The U.S. cotton, rice, and corn crops may not break last year’s record for production, but they’ll come close — the second largest — if USDA’s Sept. 12 supply and demand estimates prove correct.
On the other hand, USDA’s forecasts surprised many who believed damage from drought and/or hurricanes had taken U.S. crops down a few notches.
Cotton production is forecast at 22.3 million bales, up 5 percent from the August forecast but 4 percent below last year’s production. Yield is expected to average 782 pounds per acre, 34 pounds above last month. If realized, both the yield and production will be the second highest on record.
Dry weather has had an impact on the Mid-South crop. Forecast yields decreased for every state except Louisiana, where USDA projected a 106-pound increase from last month.
Harvested area is expected to total 13.7 million acres, up less than 1 percent from August and 5 percent above 2004.

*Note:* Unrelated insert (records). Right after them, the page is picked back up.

use crate::types::GrayscaleImage;
use imageproc::filter::filter3x3;

/// Laplacian sharpening kernel: center 5, direct neighbors -1
const SHARPEN_KERNEL: [f32; 9] = [0.0, -1.0, 0.0, -1.0, 5.0, -1.0, 0.0, -1.0, 0.0];

/// Apply Laplacian-based sharpening
/// Steepens glyph edges so thresholding separates strokes more cleanly.
pub fn sharpen(image: &GrayscaleImage) -> GrayscaleImage {
    GrayscaleImage::new(filter3x3(image.as_gray(), &SHARPEN_KERNEL))
}
use std::fmt::Write;

use chrono::NaiveDate;

use crate::aggregate::{self, sorted_by_training_date};
use crate::models::{DateRange, EvaluatorFilter, ExpertiseScores, SessionRecord, SummaryStats};

pub const NOT_AVAILABLE: &str = "not available";
pub const NO_COMMENTS: &str = "No comments.";
const UNDATED: &str = "undated";

pub const EXPERTISE_LABELS: [&str; 5] = [
    "Presentation",
    "Probing",
    "Argumentation",
    "Rebuttal",
    "Closing",
];

/// One advisor's filtered view of the session table.
#[derive(Debug, Clone)]
pub struct ReportSection {
    pub advisor: String,
    pub sessions: Vec<SessionRecord>,
}

pub fn format_value(value: Option<f64>) -> String {
    match value {
        Some(value) => format!("{value:.2}"),
        None => NOT_AVAILABLE.to_string(),
    }
}

fn format_date(date: Option<NaiveDate>) -> String {
    match date {
        Some(date) => date.to_string(),
        None => NOT_AVAILABLE.to_string(),
    }
}

fn expertise_cells(scores: &ExpertiseScores) -> [String; 5] {
    scores.values().map(format_value)
}

fn comment_text(session: &SessionRecord) -> &str {
    session.comments.as_deref().unwrap_or(NO_COMMENTS)
}

// Table cells must stay on one line and not split columns.
fn table_cell(value: &str) -> String {
    value.replace('|', "\\|").replace(['\r', '\n'], " ")
}

pub fn render_summary(stats: &SummaryStats) -> String {
    let mut output = String::new();
    let _ = writeln!(output, "- Total sessions: {}", stats.session_count);
    let _ = writeln!(
        output,
        "- Total duration (min): {:.2}",
        stats.total_duration_minutes
    );
    let _ = writeln!(
        output,
        "- Mean duration (min): {}",
        format_value(stats.mean_duration_minutes)
    );
    let _ = writeln!(
        output,
        "- Mean average score: {}",
        format_value(stats.mean_average_score)
    );
    output
}

pub fn render_session_details(sessions: &[SessionRecord]) -> String {
    let mut output = String::new();

    for session in sessions {
        let _ = writeln!(output, "Session {}", session.id);
        let _ = writeln!(
            output,
            "  Evaluator: {}",
            session.evaluator.as_deref().unwrap_or(NOT_AVAILABLE)
        );
        let _ = writeln!(output, "  Training date: {}", format_date(session.training_date));
        let _ = writeln!(
            output,
            "  Duration (min): {}",
            format_value(session.duration_minutes)
        );
        for (label, value) in EXPERTISE_LABELS.iter().zip(expertise_cells(&session.expertise)) {
            let _ = writeln!(output, "  {label}: {value}");
        }
        let _ = writeln!(
            output,
            "  Average expertise score: {}",
            format_value(session.average_score)
        );
        let _ = writeln!(output, "  Comments: {}", comment_text(session));
        let _ = writeln!(output);
    }

    output
}

pub fn build_report(
    evaluator: &EvaluatorFilter,
    date_range: Option<&DateRange>,
    sections: &[ReportSection],
) -> String {
    let mut output = String::new();
    let evaluator_label = match evaluator {
        EvaluatorFilter::All => "all evaluators",
        EvaluatorFilter::Named(name) => name.as_str(),
    };
    let range_label = match date_range {
        Some(range) => format!("{} to {}", range.start, range.end),
        None => "all dates".to_string(),
    };

    let _ = writeln!(output, "# Training Session Report");
    let _ = writeln!(
        output,
        "Generated for {} ({})",
        evaluator_label, range_label
    );

    if sections.is_empty() {
        let _ = writeln!(output);
        let _ = writeln!(output, "No advisors selected.");
    }

    for section in sections {
        let _ = writeln!(output);
        write_section(&mut output, section);
    }

    output
}

fn write_section(output: &mut String, section: &ReportSection) {
    let _ = writeln!(output, "## {}", section.advisor);

    let stats = match aggregate::summarize(&section.sessions) {
        Ok(stats) => stats,
        Err(empty) => {
            let _ = writeln!(output, "No sessions recorded for this selection ({empty}).");
            return;
        }
    };

    let _ = writeln!(output);
    let _ = writeln!(output, "### Summary");
    let _ = write!(output, "{}", render_summary(&stats));

    let _ = writeln!(output);
    let _ = writeln!(output, "### Sessions");
    let _ = writeln!(
        output,
        "| ID | Evaluator | Training date | Duration (min) | {} | Average score | Comments |",
        EXPERTISE_LABELS.join(" | ")
    );
    let _ = writeln!(output, "|---|---|---|---|---|---|---|---|---|---|---|");
    for session in &section.sessions {
        let _ = writeln!(
            output,
            "| {} | {} | {} | {} | {} | {} | {} |",
            table_cell(&session.id),
            table_cell(session.evaluator.as_deref().unwrap_or(NOT_AVAILABLE)),
            format_date(session.training_date),
            format_value(session.duration_minutes),
            expertise_cells(&session.expertise).join(" | "),
            format_value(session.average_score),
            table_cell(comment_text(session)),
        );
    }

    let chronological = sorted_by_training_date(&section.sessions);

    let _ = writeln!(output);
    let _ = writeln!(output, "### Duration Over Time");
    for session in &chronological {
        let _ = writeln!(
            output,
            "- {}: {}",
            series_label(session.training_date),
            format_value(session.duration_minutes)
        );
    }

    let _ = writeln!(output);
    let _ = writeln!(output, "### Average Score per Session");
    for session in &chronological {
        let _ = writeln!(
            output,
            "- {}: {}",
            series_label(session.training_date),
            format_value(session.average_score)
        );
    }

    let _ = writeln!(output);
    let _ = writeln!(output, "### Session Comments");
    for session in &section.sessions {
        let _ = writeln!(
            output,
            "- **Session {} ({}):** {}",
            session.id,
            format_date(session.training_date),
            comment_text(session)
        );
    }
}

fn series_label(date: Option<NaiveDate>) -> String {
    match date {
        Some(date) => date.to_string(),
        None => UNDATED.to_string(),
    }
}
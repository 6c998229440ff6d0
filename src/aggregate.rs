use std::collections::BTreeSet;

use crate::error::EmptyResult;
use crate::models::{
    DateRange, EvaluatorFilter, ExpertiseScores, SessionField, SessionRecord, SummaryStats,
};

pub fn compute_average_score(scores: &ExpertiseScores) -> Option<f64> {
    mean(scores.values().into_iter().flatten())
}

fn mean(values: impl Iterator<Item = f64>) -> Option<f64> {
    let (count, total) = values.fold((0usize, 0.0), |(count, total), value| {
        (count + 1, total + value)
    });
    if count == 0 {
        None
    } else {
        Some(total / count as f64)
    }
}

pub fn advisor_matches(record: &SessionRecord, advisor: &str) -> bool {
    record.evaluated_advisor.as_deref() == Some(advisor)
}

pub fn evaluator_matches(record: &SessionRecord, evaluator: &EvaluatorFilter) -> bool {
    match evaluator {
        EvaluatorFilter::All => true,
        EvaluatorFilter::Named(name) => record.evaluator.as_deref() == Some(name.as_str()),
    }
}

/// Undated sessions never fall inside a range.
pub fn date_matches(record: &SessionRecord, range: &DateRange) -> bool {
    record.training_date.is_some_and(|date| range.contains(date))
}

pub fn filter_by_advisor(records: &[SessionRecord], advisor: &str) -> Vec<SessionRecord> {
    records
        .iter()
        .filter(|record| advisor_matches(record, advisor))
        .cloned()
        .collect()
}

pub fn filter_by_evaluator(
    records: &[SessionRecord],
    evaluator: &EvaluatorFilter,
) -> Vec<SessionRecord> {
    records
        .iter()
        .filter(|record| evaluator_matches(record, evaluator))
        .cloned()
        .collect()
}

pub fn filter_by_date_range(records: &[SessionRecord], range: &DateRange) -> Vec<SessionRecord> {
    records
        .iter()
        .filter(|record| date_matches(record, range))
        .cloned()
        .collect()
}

/// Conjunction of the optional advisor, evaluator and date predicates.
#[derive(Debug, Clone, Default, PartialEq, Eq)]
pub struct SessionFilter {
    pub advisor: Option<String>,
    pub evaluator: EvaluatorFilter,
    pub date_range: Option<DateRange>,
}

impl SessionFilter {
    pub fn matches(&self, record: &SessionRecord) -> bool {
        self.advisor
            .as_deref()
            .map_or(true, |advisor| advisor_matches(record, advisor))
            && evaluator_matches(record, &self.evaluator)
            && self
                .date_range
                .as_ref()
                .map_or(true, |range| date_matches(record, range))
    }

    pub fn apply(&self, records: &[SessionRecord]) -> Vec<SessionRecord> {
        records
            .iter()
            .filter(|record| self.matches(record))
            .cloned()
            .collect()
    }
}

pub fn summarize(records: &[SessionRecord]) -> Result<SummaryStats, EmptyResult> {
    if records.is_empty() {
        return Err(EmptyResult);
    }

    let total_duration_minutes: f64 = records
        .iter()
        .filter_map(|record| record.duration_minutes)
        .sum();

    Ok(SummaryStats {
        session_count: records.len(),
        total_duration_minutes,
        mean_duration_minutes: mean(records.iter().filter_map(|record| record.duration_minutes)),
        mean_average_score: mean(records.iter().filter_map(|record| record.average_score)),
    })
}

pub fn list_distinct_values(records: &[SessionRecord], field: SessionField) -> BTreeSet<String> {
    records
        .iter()
        .filter_map(|record| match field {
            SessionField::Advisor => record.evaluated_advisor.clone(),
            SessionField::Evaluator => record.evaluator.clone(),
        })
        .collect()
}

pub fn date_bounds(records: &[SessionRecord]) -> Option<DateRange> {
    let mut dates = records.iter().filter_map(|record| record.training_date);
    let first = dates.next()?;
    let (start, end) = dates.fold((first, first), |(start, end), date| {
        (start.min(date), end.max(date))
    });
    Some(DateRange::new(start, end))
}

/// Chronological order with undated sessions last; ties keep source order.
pub fn sorted_by_training_date(records: &[SessionRecord]) -> Vec<SessionRecord> {
    let mut sorted = records.to_vec();
    sorted.sort_by_key(|record| (record.training_date.is_none(), record.training_date));
    sorted
}
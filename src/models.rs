use chrono::{NaiveDate, NaiveDateTime};
use serde::Serialize;

#[derive(Debug, Clone, Default, PartialEq, Serialize)]
pub struct ExpertiseScores {
    pub presentation: Option<f64>,
    pub probing: Option<f64>,
    pub argumentation: Option<f64>,
    pub rebuttal: Option<f64>,
    pub closing: Option<f64>,
}

impl ExpertiseScores {
    pub fn values(&self) -> [Option<f64>; 5] {
        [
            self.presentation,
            self.probing,
            self.argumentation,
            self.rebuttal,
            self.closing,
        ]
    }
}

#[derive(Debug, Clone, PartialEq, Serialize)]
pub struct SessionRecord {
    pub id: String,
    pub evaluated_advisor: Option<String>,
    pub evaluator: Option<String>,
    pub training_date: Option<NaiveDate>,
    pub session_start: Option<NaiveDateTime>,
    pub duration_minutes: Option<f64>,
    pub expertise: ExpertiseScores,
    pub comments: Option<String>,
    /// Mean of the present expertise scores, filled in at load.
    pub average_score: Option<f64>,
}

#[derive(Debug, Clone, PartialEq, Serialize)]
pub struct SummaryStats {
    pub session_count: usize,
    pub total_duration_minutes: f64,
    pub mean_duration_minutes: Option<f64>,
    pub mean_average_score: Option<f64>,
}

#[derive(Debug, Clone, Copy, PartialEq, Eq, clap::ValueEnum)]
pub enum SessionField {
    Advisor,
    Evaluator,
}

#[derive(Debug, Clone, PartialEq, Eq, Default)]
pub enum EvaluatorFilter {
    #[default]
    All,
    Named(String),
}

impl EvaluatorFilter {
    /// Maps a selection control value to a filter. Exactly `all` or `Todos` selects every evaluator.
    pub fn from_selection(value: &str) -> Self {
        if value == "all" || value == "Todos" {
            EvaluatorFilter::All
        } else {
            EvaluatorFilter::Named(value.to_string())
        }
    }
}

#[derive(Debug, Clone, Copy, PartialEq, Eq, Serialize)]
pub struct DateRange {
    pub start: NaiveDate,
    pub end: NaiveDate,
}

impl DateRange {
    pub fn new(start: NaiveDate, end: NaiveDate) -> Self {
        Self { start, end }
    }

    pub fn contains(&self, date: NaiveDate) -> bool {
        self.start <= date && date <= self.end
    }
}

#[cfg(test)]
mod tests {
    use super::*;

    #[test]
    fn only_exact_sentinels_select_every_evaluator() {
        assert_eq!(EvaluatorFilter::from_selection("all"), EvaluatorFilter::All);
        assert_eq!(EvaluatorFilter::from_selection("Todos"), EvaluatorFilter::All);
        assert_eq!(
            EvaluatorFilter::from_selection("All"),
            EvaluatorFilter::Named("All".to_string())
        );
        assert_eq!(
            EvaluatorFilter::from_selection("ALL"),
            EvaluatorFilter::Named("ALL".to_string())
        );
        assert_eq!(
            EvaluatorFilter::from_selection("todos"),
            EvaluatorFilter::Named("todos".to_string())
        );
    }
}
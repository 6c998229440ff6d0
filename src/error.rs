use std::path::PathBuf;

use thiserror::Error;

#[derive(Error, Debug)]
pub enum IngestError {
    #[error("failed to read {path}: {source}")]
    Io {
        path: PathBuf,
        #[source]
        source: std::io::Error,
    },

    #[error("malformed table in {path}: {source}")]
    Csv {
        path: PathBuf,
        #[source]
        source: csv::Error,
    },

    #[error("unreadable workbook {path}: {source}")]
    Workbook {
        path: PathBuf,
        #[source]
        source: calamine::Error,
    },

    #[error("workbook {path} has no worksheets")]
    EmptyWorkbook { path: PathBuf },

    #[error("{path} is missing required column \"{column}\"")]
    MissingColumn { path: PathBuf, column: &'static str },
}

/// Returned by `summarize` when the filtered view has no sessions.
#[derive(Error, Debug, Clone, Copy, PartialEq, Eq)]
#[error("no sessions match the selected filters")]
pub struct EmptyResult;
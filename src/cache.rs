use std::collections::HashMap;
use std::path::{Path, PathBuf};
use std::sync::Arc;
use std::time::SystemTime;

use crate::error::IngestError;
use crate::ingest::{load_sessions, IngestOptions};
use crate::models::SessionRecord;

#[derive(Debug, Clone, Copy, PartialEq, Eq)]
struct SourceStamp {
    modified: Option<SystemTime>,
    len: u64,
}

#[derive(Debug)]
struct CachedTable {
    stamp: SourceStamp,
    options: IngestOptions,
    sessions: Arc<[SessionRecord]>,
}

/// Loaded tables keyed by source path. An entry is reused while the file's
/// modification time and length are unchanged.
#[derive(Debug, Default)]
pub struct SourceCache {
    entries: HashMap<PathBuf, CachedTable>,
}

impl SourceCache {
    pub fn new() -> Self {
        Self::default()
    }

    pub fn load(
        &mut self,
        path: &Path,
        options: &IngestOptions,
    ) -> Result<Arc<[SessionRecord]>, IngestError> {
        let stamp = stamp_of(path)?;

        if let Some(cached) = self.entries.get(path) {
            if cached.stamp == stamp && cached.options == *options {
                tracing::debug!(source = %path.display(), "session table cache hit");
                return Ok(Arc::clone(&cached.sessions));
            }
        }

        tracing::debug!(source = %path.display(), "session table cache miss");
        let sessions: Arc<[SessionRecord]> = load_sessions(path, options)?.into();
        self.entries.insert(
            path.to_path_buf(),
            CachedTable {
                stamp,
                options: *options,
                sessions: Arc::clone(&sessions),
            },
        );
        Ok(sessions)
    }

    pub fn invalidate(&mut self, path: &Path) -> bool {
        self.entries.remove(path).is_some()
    }

    pub fn clear(&mut self) {
        self.entries.clear();
    }

    pub fn len(&self) -> usize {
        self.entries.len()
    }

    pub fn is_empty(&self) -> bool {
        self.entries.is_empty()
    }
}

fn stamp_of(path: &Path) -> Result<SourceStamp, IngestError> {
    let metadata = std::fs::metadata(path).map_err(|source| IngestError::Io {
        path: path.to_path_buf(),
        source,
    })?;
    Ok(SourceStamp {
        modified: metadata.modified().ok(),
        len: metadata.len(),
    })
}

#[cfg(test)]
mod tests {
    use super::*;
    use crate::ingest::header_line;
    use std::io::Write;

    fn write_source(rows: &[&str]) -> tempfile::NamedTempFile {
        let mut file = tempfile::NamedTempFile::new().unwrap();
        writeln!(file, "{}", header_line()).unwrap();
        for row in rows {
            writeln!(file, "{row}").unwrap();
        }
        file.flush().unwrap();
        file
    }

    #[test]
    fn repeated_loads_share_one_table() {
        let file = write_source(&["1,A,T,2024-01-01,,30,4,4,4,4,4,"]);
        let mut cache = SourceCache::new();
        let options = IngestOptions::default();

        let first = cache.load(file.path(), &options).unwrap();
        let second = cache.load(file.path(), &options).unwrap();
        assert!(Arc::ptr_eq(&first, &second));
        assert_eq!(cache.len(), 1);
    }

    #[test]
    fn reload_after_clear_is_identical() {
        let file = write_source(&[
            "1,A,T,2024-01-01,2024-01-01 08:00,30,4,,5,,3,ok",
            "2,B,,bad,,x,,,,,,",
        ]);
        let mut cache = SourceCache::new();
        let options = IngestOptions::default();

        let first = cache.load(file.path(), &options).unwrap();
        cache.clear();
        assert!(cache.is_empty());
        let second = cache.load(file.path(), &options).unwrap();

        assert!(!Arc::ptr_eq(&first, &second));
        assert_eq!(first, second);
        assert_eq!(
            serde_json::to_vec(&*first).unwrap(),
            serde_json::to_vec(&*second).unwrap()
        );
    }

    #[test]
    fn changed_file_is_reloaded() {
        let mut file = write_source(&["1,A,T,2024-01-01,,30,,,,,,"]);
        let mut cache = SourceCache::new();
        let options = IngestOptions::default();

        assert_eq!(cache.load(file.path(), &options).unwrap().len(), 1);
        writeln!(file, "2,A,T,2024-01-02,,45,,,,,,").unwrap();
        file.flush().unwrap();
        assert_eq!(cache.load(file.path(), &options).unwrap().len(), 2);
    }

    #[test]
    fn invalidate_drops_a_single_entry() {
        let file = write_source(&["1,A,T,,,,,,,,,"]);
        let mut cache = SourceCache::new();
        cache.load(file.path(), &IngestOptions::default()).unwrap();

        assert!(cache.invalidate(file.path()));
        assert!(!cache.invalidate(file.path()));
        assert!(cache.is_empty());
    }
}
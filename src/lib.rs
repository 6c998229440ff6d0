//! Training session aggregation: load the session export, filter by advisor,
//! evaluator and training date, and summarize the result.

pub mod aggregate;
pub mod cache;
pub mod error;
pub mod ingest;
pub mod models;
pub mod report;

Worldwide, USDA raised cotton production significantly in India, based on continued reports of excellent crop development. Production is reduced in China, due to excessive rain in the southeastern cotton-growing areas.
U.S. corn production is forecast at 10.6 billion bushels, up 3 percent from last month but 10 percent below 2004. If realized, this would be the second largest crop on record. Based on conditions as of Sept. 1, yields are expected to average 143.2 bushels per acre, up 4 bushels from August but 17.2 bushels below the record high last year. Farmers expect to harvest 74.3 million acres of corn for grain, down 50,000 acres from August but up 1 percent from 2004.
Projected 2005-06 corn exports are up 50 million bushels due to increased imports by Mexico and Egypt. Estimated corn ending stocks are up 179 million bushels from last month but are 46 million lower than the previous year. Corn prices in 2005-06 are projected to average $1.70 to $2.10, down 10 cents on each end from last month, compared with $2.06 for 2004-05.
Soybean production is forecast at 2.86 billion bushels, up 2 percent from the August forecast but down 9 percent from the record crop of 2004. Based on Sept. 1 conditions, yields are expected to average 39.6 bushels per acre.
Soybean exports are raised for September due to lower prices and reduced competitor supplies. Soybean ending stocks are projected at 205 million bushels, up 25 million from last month.
Adequate moisture across most of the Corn Belt and the Great Plains by the end of the month was a relief for many dry areas, including most of the drought-stricken areas of Illinois and Missouri. The Delta and Southeast also received favorable moisture, maintaining good yield potential in most areas, including a record high forecast in Louisiana and a record-tying forecast in South Carolina.
Season-average soybean prices for 2005-06 are projected at $5.15 to $6.05 compared with $5.50 to $6.50 per bushel last month.
U.S. rice production in 2005-06 is forecast at 228.3 million hundredweight, 1.6 million hundredweight above last month and the second largest on record. Harvested area is projected at 3.34 million acres, up 2 percent from last month. The average yield is estimated at 6,830 pounds per acre, down 67 pounds per acre from last month.
Ending stocks of all rice are projected at 33.9 million hundredweight, 4.3 million hundredweight above last month. The season-average farm price is projected at $7.25 to $7.55 per hundredweight, unchanged from last month.
Global 2005-06 rice production and imports are raised slightly from last month while consumption and ending stocks for 2005-06 are projected at 65.6 million tons, about 800,000 tons below last month. The decrease in stocks is due mainly to smaller stocks projected for India.
Grain sorghum production is projected at 18 million bushels above last month. Projected 2005-06 grain sorghum exports are up 5 million bushels (due to increased imports by Mexico) and feed and residual use is up 5 million.
Grain sorghum ending stocks are up 7 million bushels. Grain sorghum prices in 2005-06 are projected to average $1.50 to $1.90, down 10 cents on each end from last month compared with $1.78 for 2004-05.
Projected U.S. 2005-06 ending stocks of wheat are down 10 million bushels from last month due to higher food use, partially offset by larger imports. The projected 2005-06 price range is $3.00 to $3.40 per bushel, up 15 cents on the low end and up 5 cents on the high end from last month.